### What you will do
Scan the entries for the word "newest" and return every line that has it.
** Opening Data for analysis block **
//! Grid collision detection and movement resolution
//!
//! The tricky part of the engine: the man's 1x2-cell bounding box is sampled
//! at six probe points, and horizontal and vertical motion are resolved
//! independently against the solid cell set, snapping to the blocking
//! surface on impact. There is no diagonal sliding past a corner in one
//! combined step.

use std::collections::BTreeSet;

use glam::IVec2;

use super::grid::{self, Cell};
use crate::consts::PROBE_INSET;
use crate::tuning::Tuning;

/// Probe points around the bounding box anchored at `pos`
///
/// `pos` is the top-left of the lower body cell; the box spans one cell
/// across and from one cell above `pos` down to the foot line. Probes sit
/// `PROBE_INSET` pixels inside each edge: both vertical extremes at both
/// horizontal edges, plus the vertical midline at both edges.
pub fn probe_points(pos: IVec2, tuning: &Tuning) -> [IVec2; 6] {
    let left = pos.x + PROBE_INSET;
    let right = pos.x + tuning.cell_width - PROBE_INSET;
    let top = pos.y - tuning.cell_height + PROBE_INSET;
    let mid = pos.y;
    let bottom = pos.y + tuning.cell_height - PROBE_INSET;
    [
        IVec2::new(left, top),
        IVec2::new(right, top),
        IVec2::new(left, mid),
        IVec2::new(right, mid),
        IVec2::new(left, bottom),
        IVec2::new(right, bottom),
    ]
}

/// Whether the footprint at `pos` overlaps any solid cell
pub fn collides(pos: IVec2, solids: &BTreeSet<Cell>, tuning: &Tuning) -> bool {
    probe_points(pos, tuning)
        .iter()
        .any(|&p| solids.contains(&grid::point_to_cell(p, tuning)))
}

/// First solid cell overlapped by the footprint at `pos`, in probe order
fn first_hit(pos: IVec2, solids: &BTreeSet<Cell>, tuning: &Tuning) -> Option<Cell> {
    probe_points(pos, tuning)
        .iter()
        .map(|&p| grid::point_to_cell(p, tuning))
        .find(|cell| solids.contains(cell))
}

/// Resolve one tick of motion against the solid cell set
///
/// Horizontal motion is all-or-nothing: a colliding step keeps the prior x.
/// Vertical motion snaps to the blocking surface instead: falling puts the
/// feet exactly on the cell's top, rising puts the head just under the
/// cell's underside. The combined result is clamped to the playable area.
/// Total pure function; always yields a position, possibly unchanged.
pub fn resolve_movement(
    pos: IVec2,
    vel: IVec2,
    solids: &BTreeSet<Cell>,
    tuning: &Tuning,
) -> IVec2 {
    let mut next = pos;

    let stepped = IVec2::new(next.x + vel.x, next.y);
    if !collides(stepped, solids, tuning) {
        next.x = stepped.x;
    }

    let stepped = IVec2::new(next.x, next.y + vel.y);
    if !collides(stepped, solids, tuning) {
        next.y = stepped.y;
    } else if let Some(hit) = first_hit(stepped, solids, tuning) {
        let surface = hit.row * tuning.cell_height;
        if vel.y > 0 {
            next.y = surface - tuning.cell_height;
        } else if vel.y < 0 {
            next.y = surface + 2 * tuning.cell_height;
        }
        // vel.y == 0 means the start position already overlapped; keep y
    }

    grid::clamp_to_area(next, tuning)
}

/// Whether the footprint at `pos` rests on a supporting cell
///
/// Samples the foot line one pixel row below the lower body cell at both
/// inset edges. Callers pass the effective floor, which includes staircase
/// junction cells, so the man can stand at the top or bottom of a stairway.
pub fn on_ground(pos: IVec2, solids: &BTreeSet<Cell>, tuning: &Tuning) -> bool {
    let feet = pos.y + tuning.cell_height;
    [pos.x + PROBE_INSET, pos.x + tuning.cell_width - PROBE_INSET]
        .iter()
        .any(|&x| solids.contains(&grid::point_to_cell(IVec2::new(x, feet), tuning)))
}
//! Deterministic simulation module
//!
//! All gameplay logic lives here. This module must be pure and deterministic:
//! - Integer pixel arithmetic only
//! - Stable iteration order (cells live in `BTreeSet`s)
//! - Every transition returns a new snapshot; nothing mutates in place
//! - No rendering or platform dependencies

pub mod collision;
pub mod grid;
pub mod state;
pub mod tick;

pub use collision::{collides, on_ground, probe_points, resolve_movement};
pub use grid::{Cell, Direction, cell_to_point, clamp_to_area, point_to_cell};
pub use state::{Action, Game, GamePhase, Man};
pub use tick::{apply_action, step};
//! Game state and core simulation types
//!
//! The whole game is one immutable snapshot. Every transition allocates a
//! new snapshot instead of mutating in place, which keeps replay and rewind
//! trivial and rules out shared-mutable-state bugs.

use std::collections::BTreeSet;

use glam::IVec2;
use serde::{Deserialize, Serialize};

use super::collision;
use super::grid::{self, Cell, Direction};
use crate::tuning::Tuning;

/// Current phase of a run
#[derive(Debug, Clone, Copy, PartialEq, Eq, Serialize, Deserialize)]
pub enum GamePhase {
    /// Active gameplay
    Playing,
    /// Every egg collected before the countdown ran out
    Winner,
    /// The countdown ran out
    Timeout,
}

/// Discrete player commands, at most one per tick
#[derive(Debug, Clone, Copy, PartialEq, Eq, Serialize, Deserialize)]
pub enum Action {
    WalkLeft,
    WalkRight,
    Jump,
    UpStairs,
    DownStairs,
}

/// The player entity
#[derive(Debug, Clone, PartialEq, Eq, Serialize, Deserialize)]
pub struct Man {
    /// Top-left pixel of the lower body cell; the 1x2-cell bounding box
    /// extends one cell above this point
    pub pos: IVec2,
    /// Facing, also the horizontal component of a jump
    pub facing: Direction,
    /// Velocity in pixels per tick
    pub vel: IVec2,
    /// Mid jump arc; mutually exclusive with ground walking
    pub jumping: bool,
    /// On a stair cell with an up/down command active
    pub climbing: bool,
    /// Animation frame counter for the renderer
    pub sprite_state: u32,
}

impl Man {
    /// Spawn standing still at `cell`, facing right
    pub fn spawn(cell: Cell, tuning: &Tuning) -> Self {
        Self {
            pos: grid::cell_to_point(cell, tuning),
            facing: Direction::Right,
            vel: IVec2::ZERO,
            jumping: false,
            climbing: false,
            sprite_state: 0,
        }
    }

    /// Cell containing the man's anchor position (his lower body cell)
    pub fn cell(&self, tuning: &Tuning) -> Cell {
        grid::point_to_cell(self.pos, tuning)
    }
}

/// Complete game snapshot (immutable between transitions, serializable)
#[derive(Debug, Clone, PartialEq, Eq, Serialize, Deserialize)]
pub struct Game {
    /// The player
    pub man: Man,
    /// Solid cells, fixed at load time
    pub floor: BTreeSet<Cell>,
    /// Climbable cells, fixed at load time
    pub stairs: BTreeSet<Cell>,
    /// Eggs remaining; shrinks as they are collected, never grows
    pub eggs: BTreeSet<Cell>,
    /// Food remaining; shrinks as it is collected, never grows
    pub food: BTreeSet<Cell>,
    /// Points scored so far
    pub score: u32,
    /// Ticks elapsed since the run started
    pub time: u32,
    /// Playing until won or timed out; terminal phases never revert
    pub phase: GamePhase,
}

impl Game {
    /// Fresh snapshot from decoded level content
    pub fn new(
        man_cell: Cell,
        floor: BTreeSet<Cell>,
        stairs: BTreeSet<Cell>,
        eggs: BTreeSet<Cell>,
        food: BTreeSet<Cell>,
        tuning: &Tuning,
    ) -> Self {
        Self {
            man: Man::spawn(man_cell, tuning),
            floor,
            stairs,
            eggs,
            food,
            score: 0,
            time: 0,
            phase: GamePhase::Playing,
        }
    }

    /// Floor cells plus stair cells horizontally adjacent to floor
    ///
    /// Ground detection uses this wider set so the man can stand at the
    /// junction cell at the top or bottom of a staircase without falling
    /// through the gap the stairway cuts into a platform.
    pub fn effective_floor(&self) -> BTreeSet<Cell> {
        let mut cells = self.floor.clone();
        cells.extend(self.stairs.iter().copied().filter(|stair| {
            self.floor.contains(&stair.step(Direction::Left))
                || self.floor.contains(&stair.step(Direction::Right))
        }));
        cells
    }

    /// Whether the man's anchor cell is exactly a stair cell
    pub fn man_on_stairs(&self, tuning: &Tuning) -> bool {
        self.stairs.contains(&self.man.cell(tuning))
    }

    /// Whether the man rests on the effective floor
    pub fn man_on_ground(&self, tuning: &Tuning) -> bool {
        collision::on_ground(self.man.pos, &self.effective_floor(), tuning)
    }
}

#[cfg(test)]
mod tests {
    use super::*;

    fn t() -> Tuning {
        Tuning::default()
    }

    #[test]
    fn spawn_places_man_at_cell_corner() {
        let tuning = t();
        let man = Man::spawn(Cell::new(3, 5), &tuning);
        assert_eq!(man.pos, IVec2::new(160, 96));
        assert_eq!(man.cell(&tuning), Cell::new(3, 5));
        assert!(!man.jumping);
        assert!(!man.climbing);
        assert_eq!(man.vel, IVec2::ZERO);
    }

    #[test]
    fn effective_floor_includes_staircase_junctions() {
        let tuning = t();
        // Platform with a stairway hole at (1, 2); an isolated stair column
        // below it touches no floor
        let floor = BTreeSet::from([Cell::new(1, 1), Cell::new(1, 3)]);
        let stairs = BTreeSet::from([Cell::new(1, 2), Cell::new(2, 2), Cell::new(3, 2)]);
        let game = Game::new(
            Cell::new(0, 1),
            floor,
            stairs,
            BTreeSet::new(),
            BTreeSet::new(),
            &tuning,
        );

        let effective = game.effective_floor();
        assert!(effective.contains(&Cell::new(1, 2)));
        assert!(!effective.contains(&Cell::new(2, 2)));
        assert!(!effective.contains(&Cell::new(3, 2)));
        assert!(effective.contains(&Cell::new(1, 1)));
    }

    #[test]
    fn snapshot_round_trips_through_json() {
        let tuning = t();
        let game = Game::new(
            Cell::new(2, 2),
            BTreeSet::from([Cell::new(3, 2)]),
            BTreeSet::new(),
            BTreeSet::from([Cell::new(2, 4)]),
            BTreeSet::new(),
            &tuning,
        );
        let json = serde_json::to_string(&game).expect("serialize");
        let restored: Game = serde_json::from_str(&json).expect("deserialize");
        assert_eq!(restored, game);
    }
}
//! Ticket extraction from log text.
//!
//! The matching pattern is both filter and extractor: lines that match
//! contribute their matched substrings, everything else is dropped. When the
//! pattern has capture groups, each non-empty group of each match contributes
//! one entry; with no groups the whole match is used.

use regex::Regex;
use std::collections::HashSet;

/// Extract ticket identifiers from a formatted git log.
///
/// Splits the log into lines, trims each, and applies the pattern per line
/// (multi-line patterns never match). Empty strings are discarded and
/// duplicates removed, keeping first-occurrence order. Log order is assumed
/// newest first and is preserved.
pub fn extract(log: &str, pattern: &Regex) -> Vec<String> {
    let mut seen = HashSet::new();
    let mut tickets = Vec::new();

    for line in log.lines() {
        let line = line.trim();

        for captures in pattern.captures_iter(line) {
            if captures.len() > 1 {
                // Flatten capture groups into individual entries
                for group in captures.iter().skip(1).flatten() {
                    push_unique(group.as_str(), &mut seen, &mut tickets);
                }
            } else if let Some(whole) = captures.get(0) {
                push_unique(whole.as_str(), &mut seen, &mut tickets);
            }
        }
    }

    tickets
}

fn push_unique(candidate: &str, seen: &mut HashSet<String>, tickets: &mut Vec<String>) {
    if candidate.is_empty() {
        return;
    }
    if seen.insert(candidate.to_string()) {
        tickets.push(candidate.to_string());
    }
}

#[cfg(test)]
mod tests {
    use super::*;

    fn pattern(re: &str) -> Regex {
        Regex::new(re).unwrap()
    }

    #[test]
    fn test_extracts_tickets_in_first_seen_order() {
        let log = "Fix bug ABC-123\nRefactor\nSee ABC-123 and DEF-456";
        let tickets = extract(log, &pattern(r"([A-Z]+-\d+)"));
        assert_eq!(tickets, vec!["ABC-123", "DEF-456"]);
    }

    #[test]
    fn test_empty_log_yields_nothing() {
        assert!(extract("", &pattern(r"([A-Z]+-\d+)")).is_empty());
    }

    #[test]
    fn test_non_matching_lines_are_dropped() {
        let log = "chore: bump deps\ndocs: fix typo";
        assert!(extract(log, &pattern(r"([A-Z]+-\d+)")).is_empty());
    }

    #[test]
    fn test_duplicates_keep_first_occurrence() {
        let log = "ABC-1 first\nDEF-2 middle\nABC-1 again\nABC-1 once more";
        let tickets = extract(log, &pattern(r"([A-Z]+-\d+)"));
        assert_eq!(tickets, vec!["ABC-1", "DEF-2"]);
    }

    #[test]
    fn test_multiple_matches_per_line() {
        let log = "Covers JIRA-1, JIRA-2 and JIRA-3";
        let tickets = extract(log, &pattern(r"([A-Z]+-\d+)"));
        assert_eq!(tickets, vec!["JIRA-1", "JIRA-2", "JIRA-3"]);
    }

    #[test]
    fn test_pattern_without_groups_uses_whole_match() {
        let log = "Fix ABC-123 and DEF-456";
        let tickets = extract(log, &pattern(r"[A-Z]+-\d+"));
        assert_eq!(tickets, vec!["ABC-123", "DEF-456"]);
    }

    #[test]
    fn test_multiple_groups_contribute_separate_entries() {
        let log = "merge ABC-1 into DEF-2";
        let tickets = extract(log, &pattern(r"merge ([A-Z]+-\d+) into ([A-Z]+-\d+)"));
        assert_eq!(tickets, vec!["ABC-1", "DEF-2"]);
    }

    #[test]
    fn test_empty_group_matches_never_contribute() {
        // The group can match zero characters; those matches are dropped.
        let log = "xx\nABC-1 xx";
        let tickets = extract(log, &pattern(r"([A-Z]*-?\d*)"));
        assert!(tickets.iter().all(|t| !t.is_empty()));
        assert!(tickets.contains(&"ABC-1".to_string()));
    }

    #[test]
    fn test_lines_are_trimmed_before_matching() {
        let log = "   ABC-123\t\n  \t ";
        let tickets = extract(log, &pattern(r"^([A-Z]+-\d+)$"));
        assert_eq!(tickets, vec!["ABC-123"]);
    }

    #[test]
    fn test_pattern_never_matches_across_lines() {
        let log = "ABC-\n123";
        assert!(extract(log, &pattern(r"([A-Z]+-\n\d+)")).is_empty());
    }
}
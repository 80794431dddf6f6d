use std::cell::Cell;

use super::format;
use super::{CommitRange, CommitSummary, LogSource};
use crate::error::Result;

/// Mock log source for testing without actual git operations
///
/// Holds a fixed list of commits (newest first, matching log order) and
/// renders them with the same pretty-format code as the real source. Counts
/// queries so tests can assert that a short-circuited invocation never
/// touched the repository.
pub struct MockLogSource {
    commits: Vec<CommitSummary>,
    queries: Cell<usize>,
}

impl MockLogSource {
    /// Create a new empty mock source
    pub fn new() -> Self {
        MockLogSource {
            commits: Vec::new(),
            queries: Cell::new(0),
        }
    }

    /// Add a commit with the given subject line and placeholder metadata
    pub fn add_subject(&mut self, subject: &str) {
        let n = self.commits.len();
        let id = format!("{:040x}", n + 1);
        let short_id = id[..7].to_string();
        self.commits.push(CommitSummary {
            id,
            short_id,
            subject: subject.to_string(),
            body: String::new(),
            message: format!("{}\n", subject),
            author_name: "Test Author".to_string(),
            author_email: "author@example.com".to_string(),
            committer_name: "Test Committer".to_string(),
            committer_email: "committer@example.com".to_string(),
        });
    }

    /// Add a fully specified commit
    pub fn add_commit(&mut self, commit: CommitSummary) {
        self.commits.push(commit);
    }

    /// Number of changelog queries served so far
    pub fn query_count(&self) -> usize {
        self.queries.get()
    }
}

impl Default for MockLogSource {
    fn default() -> Self {
        MockLogSource::new()
    }
}

impl LogSource for MockLogSource {
    fn changelog(&self, _range: &CommitRange, pretty: &str) -> Result<String> {
        self.queries.set(self.queries.get() + 1);

        let entries: Vec<String> = self
            .commits
            .iter()
            .map(|commit| format::render(commit, pretty))
            .collect();
        Ok(entries.join("\n"))
    }
}
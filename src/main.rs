use anyhow::Result;
use clap::Parser;

use git_tickets::git::Git2LogSource;
use git_tickets::{action, config, ui};

#[derive(clap::Parser)]
#[command(
    name = "git-tickets",
    about = "Extract ticket identifiers from the git log of a commit range"
)]
struct Args {
    #[arg(long, help = "Start commit reference of the range")]
    from: Option<String>,

    #[arg(long, help = "End commit reference of the range")]
    to: Option<String>,

    #[arg(short, long, help = "Regex selecting ticket identifiers in the log")]
    matching: Option<String>,

    #[arg(short, long, help = "git pretty-format template for each commit")]
    pretty: Option<String>,

    #[arg(short, long, help = "Custom configuration file path")]
    config: Option<String>,

    #[arg(short, long, help = "Print version information")]
    version: bool,
}

fn main() -> Result<()> {
    let args = Args::parse();

    if args.version {
        println!("git-tickets {}", env!("CARGO_PKG_VERSION"));
        return Ok(());
    }

    // Load configuration
    let file_config = match config::load_file_config(args.config.as_deref()) {
        Ok(cfg) => cfg,
        Err(e) => {
            eprintln!("Error loading config: {}", e);
            std::process::exit(1);
        }
    };

    // Resolve options at the boundary; the action only sees final values
    let overrides = config::Overrides {
        from: args.from,
        to: args.to,
        matching: args.matching,
        pretty: args.pretty,
    };
    let options = config::resolve(&overrides, &file_config);

    // Initialize the log source
    let source = match Git2LogSource::discover() {
        Ok(source) => source,
        Err(e) => {
            ui::display_error(&format!("Git repository error: {}", e));
            std::process::exit(1);
        }
    };

    let tickets = match action::run(&source, &options) {
        Ok(tickets) => tickets,
        Err(e) => {
            ui::display_error(&e.to_string());
            std::process::exit(1);
        }
    };

    // The machine-readable output: one identifier per line
    for ticket in &tickets {
        println!("{}", ticket);
    }

    Ok(())
}
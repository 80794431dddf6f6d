use serde::Deserialize;
use std::env;
use std::fs;
use std::path::Path;

use crate::error::{GitTicketsError, Result};
use crate::git::format::DEFAULT_PRETTY;

/// Default reference for both ends of the commit range.
pub const DEFAULT_REF: &str = "HEAD";

/// Default ticket pattern: issue-tracker keys such as `ABC-123`.
pub const DEFAULT_MATCHING: &str = r"([A-Z]+-\d+)";

/// Optional file-level configuration (`gittickets.toml`).
///
/// Every key is optional; the file only supplies values the CLI and
/// environment did not.
#[derive(Debug, Deserialize, Clone, Default, PartialEq)]
pub struct FileConfig {
    pub from: Option<String>,
    pub to: Option<String>,
    pub matching: Option<String>,
    pub pretty: Option<String>,
}

/// Values provided explicitly on the command line.
///
/// `Some` means the flag was given, even if its value is empty; an explicit
/// empty reference is how a caller requests the "no log" outcome.
#[derive(Debug, Clone, Default, PartialEq)]
pub struct Overrides {
    pub from: Option<String>,
    pub to: Option<String>,
    pub matching: Option<String>,
    pub pretty: Option<String>,
}

/// Fully-resolved invocation options.
///
/// Resolution happens once at the boundary; the core logic takes only these
/// values and never touches environment state.
#[derive(Debug, Clone, PartialEq)]
pub struct Options {
    /// Range start reference
    pub from: String,
    /// Range end reference
    pub to: String,
    /// Ticket pattern in string form (compiled by the action)
    pub matching: String,
    /// git pretty-format template
    pub pretty: String,
}

/// Loads file configuration or returns defaults.
///
/// Attempts to load configuration in the following order:
/// 1. Custom path provided as parameter
/// 2. `gittickets.toml` in current directory
/// 3. `gittickets.toml` in user config directory
/// 4. Empty configuration if no file found
///
/// A missing file is fine; a file that exists but cannot be read or parsed
/// is an error.
pub fn load_file_config(config_path: Option<&str>) -> Result<FileConfig> {
    let config_str = if let Some(path) = config_path {
        fs::read_to_string(path)?
    } else if Path::new("./gittickets.toml").exists() {
        fs::read_to_string("./gittickets.toml")?
    } else if let Some(config_dir) = dirs::config_dir() {
        let config_path = config_dir.join("gittickets.toml");
        if config_path.exists() {
            fs::read_to_string(config_path)?
        } else {
            return Ok(FileConfig::default());
        }
    } else {
        return Ok(FileConfig::default());
    };

    let config: FileConfig = toml::from_str(&config_str)
        .map_err(|e| GitTicketsError::config(format!("invalid config file: {}", e)))?;
    Ok(config)
}

/// Resolves invocation options from all configuration layers.
///
/// Precedence per key: CLI flag, then primary environment variable, then
/// legacy environment variable(s), then config file, then built-in default.
/// Environment variables that are set but empty count as unset; an explicit
/// CLI value is used verbatim, empty or not.
pub fn resolve(overrides: &Overrides, file: &FileConfig) -> Options {
    Options {
        from: pick(
            &overrides.from,
            &["GIT_TICKETS_FROM", "FIND_TICKETS_FROM"],
            &file.from,
            DEFAULT_REF,
        ),
        to: pick(
            &overrides.to,
            &[
                "GIT_TICKETS_TO",
                "FIND_TICKETS_TO",
                "GIT_PREVIOUS_SUCCESSFUL_COMMIT",
            ],
            &file.to,
            DEFAULT_REF,
        ),
        matching: pick(
            &overrides.matching,
            &["GIT_TICKETS_MATCHING", "FIND_TICKETS_MATCHING"],
            &file.matching,
            DEFAULT_MATCHING,
        ),
        pretty: pick(
            &overrides.pretty,
            &["GIT_TICKETS_PRETTY_FORMAT", "FIND_TICKETS_PRETTY_FORMAT"],
            &file.pretty,
            DEFAULT_PRETTY,
        ),
    }
}

fn pick(cli: &Option<String>, env_keys: &[&str], file: &Option<String>, default: &str) -> String {
    if let Some(value) = cli {
        return value.clone();
    }

    for key in env_keys {
        if let Ok(value) = env::var(key) {
            if !value.is_empty() {
                return value;
            }
        }
    }

    if let Some(value) = file {
        if !value.is_empty() {
            return value.clone();
        }
    }

    default.to_string()
}
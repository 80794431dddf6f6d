//! Pretty-format rendering of commits.
//!
//! A small subset of `git log --pretty=format:` placeholders, enough for
//! subject/body oriented templates. Rendering is pure so both the real
//! repository and the mock share it.

use super::CommitSummary;

/// Default pretty format: subject line only.
pub const DEFAULT_PRETTY: &str = "%s";

/// Render one commit according to a pretty-format template.
///
/// Supported placeholders: `%H` full hash, `%h` abbreviated hash, `%s`
/// subject, `%b` body, `%B` raw message, `%an`/`%ae` author name/email,
/// `%cn`/`%ce` committer name/email, `%n` newline, `%%` literal percent.
/// Unrecognized placeholders are passed through literally.
pub fn render(commit: &CommitSummary, pretty: &str) -> String {
    let mut out = String::with_capacity(pretty.len() + commit.subject.len());
    let mut chars = pretty.chars().peekable();

    while let Some(c) = chars.next() {
        if c != '%' {
            out.push(c);
            continue;
        }

        match chars.next() {
            Some('H') => out.push_str(&commit.id),
            Some('h') => out.push_str(&commit.short_id),
            Some('s') => out.push_str(&commit.subject),
            Some('b') => out.push_str(&commit.body),
            Some('B') => out.push_str(&commit.message),
            Some('n') => out.push('\n'),
            Some('%') => out.push('%'),
            Some('a') => match chars.next() {
                Some('n') => out.push_str(&commit.author_name),
                Some('e') => out.push_str(&commit.author_email),
                Some(other) => {
                    out.push('%');
                    out.push('a');
                    out.push(other);
                }
                None => out.push_str("%a"),
            },
            Some('c') => match chars.next() {
                Some('n') => out.push_str(&commit.committer_name),
                Some('e') => out.push_str(&commit.committer_email),
                Some(other) => {
                    out.push('%');
                    out.push('c');
                    out.push(other);
                }
                None => out.push_str("%c"),
            },
            Some(other) => {
                out.push('%');
                out.push(other);
            }
            // Trailing lone '%' stays literal
            None => out.push('%'),
        }
    }

    out
}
** Closing Data for analysis block **
### Reply
/// newest first and is preserved.
/// Holds a fixed list of commits (newest first, matching log order) and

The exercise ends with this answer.